→ **Problem to solve**: Output only the lines below that start at the line containing "pub mod command;" and end at the line containing "pub use vouchers::create_batch;", with both ends kept.

→ **Input for this task**:
☆ ☆ ☆ ☆ ☆ ☆ ☆
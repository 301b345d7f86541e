//! Voucher and session lifecycle logic for RouterOS hotspot gateways.
//!
//! This crate sits between `hotspotctl-api` (raw remote collections) and the
//! `hotspotctl` CLI:
//!
//! - **[`Manager`]**: Facade over one router. `list_*` reads return a
//!   [`Listing`] (raw rows plus typed views); writes go through
//!   [`execute()`](Manager::execute) with a typed [`Command`].
//!
//! - **Identifier resolution** ([`resolve()`]): Pure lookup of a natural key
//!   (username, MAC, IP) in a fetched snapshot, yielding the router's `.id`.
//!
//! - **Vouchers** ([`CredentialGenerator`], [`create_batch()`]): Random
//!   `voucher_xxxxxxxx` credentials, created sequentially. A failed batch
//!   reports how many vouchers already exist on the router and never rolls
//!   them back.
//!
//! - **Sessions** ([`SessionSelector`], [`logout()`]): Terminate an active
//!   hotspot session by MAC or IP.
//!
//! - **Errors** ([`CoreError`], [`ErrorKind`]): Every transport failure is
//!   classified into connection failure, remote rejection, not found or
//!   invalid argument.

pub mod command;
pub mod config;
pub mod convert;
pub mod credentials;
pub mod error;
pub mod manager;
pub mod model;
pub mod resolve;
pub mod sessions;
pub mod vouchers;

#[cfg(test)]
mod testing;

// ── Primary re-exports ──────────────────────────────────────────────
pub use command::requests::*;
pub use command::{Command, CommandResult};
pub use config::{RouterConfig, TlsVerification};
pub use credentials::{Credential, CredentialGenerator};
pub use error::{CoreError, ErrorKind};
pub use manager::{Listing, Manager};
pub use resolve::{ResolveError, resolve};
pub use sessions::{SessionSelector, logout};
pub use vouchers::create_batch;

pub use hotspotctl_api::Row;

pub use model::{
    Account, ActiveSession, HotspotProfile, HotspotUser, RecordId, RouterInfo, Voucher,
};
☆ ☆ ☆ ☆ ☆ ☆ ☆
→ **Output of the task**:
pub mod command;
pub mod config;
pub mod convert;
pub mod credentials;
pub mod error;
pub mod manager;
pub mod model;
pub mod resolve;
pub mod sessions;
pub mod vouchers;

#[cfg(test)]
mod testing;

// ── Primary re-exports ──────────────────────────────────────────────
pub use command::requests::*;
pub use command::{Command, CommandResult};
pub use config::{RouterConfig, TlsVerification};
pub use credentials::{Credential, CredentialGenerator};
pub use error::{CoreError, ErrorKind};
pub use manager::{Listing, Manager};
pub use resolve::{ResolveError, resolve};
pub use sessions::{SessionSelector, logout};
pub use vouchers::create_batch;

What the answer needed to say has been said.